» Goal of the exercise: Only the number is wanted: how many lines below include "from"?

» Given records:
——
//! Error types
//!
//! Startup problems (`ConfigError`, `BusError`) abort the bridge. Everything
//! else is recovered where it happens: a `ConvertError` drops one frame, a
//! `SendError` skips one connection, a `TransportError` skips one call.

use crate::peer::ConnectionId;

/// Crate result alias
pub type Result<T> = std::result::Result<T, Error>;

/// Top-level error type
#[derive(Debug, thiserror::Error)]
pub enum Error {
    #[error("configuration error: {0}")]
    Config(#[from] ConfigError),

    #[error("bus error: {0}")]
    Bus(#[from] BusError),

    #[error("conversion error: {0}")]
    Convert(#[from] ConvertError),

    #[error("send error: {0}")]
    Send(#[from] SendError),

    #[error("transport error: {0}")]
    Transport(#[from] TransportError),

    #[error("serialization error: {0}")]
    Json(#[from] serde_json::Error),

    #[error("io error: {0}")]
    Io(#[from] std::io::Error),
}

/// Invalid or missing configuration
#[derive(Debug, Clone, PartialEq, Eq, thiserror::Error)]
pub enum ConfigError {
    #[error("topic name must not be empty")]
    EmptyTopicName,

    #[error("topic {0} has no message type")]
    MissingSchema(String),

    #[error("topic {0} is configured more than once")]
    DuplicateTopic(String),

    #[error("invalid config document: {0}")]
    Malformed(String),
}

/// Failure to establish or maintain a bus subscription
#[derive(Debug, Clone, PartialEq, Eq, thiserror::Error)]
pub enum BusError {
    #[error("topic {topic} is published as {existing}, not {requested}")]
    SchemaMismatch {
        topic: String,
        existing: String,
        requested: String,
    },

    #[error("cannot subscribe to {0}: {1}")]
    SubscribeFailed(String, String),
}

/// Failure to turn one image message into a planar frame
#[derive(Debug, Clone, PartialEq, Eq, thiserror::Error)]
pub enum ConvertError {
    #[error("invalid dimensions {width}x{height}")]
    InvalidDimensions { width: u32, height: u32 },

    #[error("unsupported encoding: {0}")]
    UnsupportedEncoding(String),

    #[error("row step {step} is shorter than {min} bytes")]
    InvalidStep { step: u32, min: u32 },

    #[error("payload too short: expected {expected} bytes, got {actual}")]
    TruncatedPayload { expected: usize, actual: usize },

    #[error("output buffer is {actual} bytes, expected {expected}")]
    OutputSize { expected: usize, actual: usize },

    #[error("message on an image topic is not an image")]
    NotAnImage,
}

/// Failure to push a payload to a single connection
#[derive(Debug, Clone, PartialEq, Eq, thiserror::Error)]
pub enum SendError {
    #[error("connection {0} is closed")]
    Closed(ConnectionId),

    #[error("connection {0} is not accepting data: {1}")]
    Rejected(ConnectionId, String),
}

/// Failure reported by the peer transport
#[derive(Debug, Clone, PartialEq, Eq, thiserror::Error)]
pub enum TransportError {
    #[error("call to peer {0} failed: {1}")]
    CallFailed(String, String),
}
——
» The completed task: 7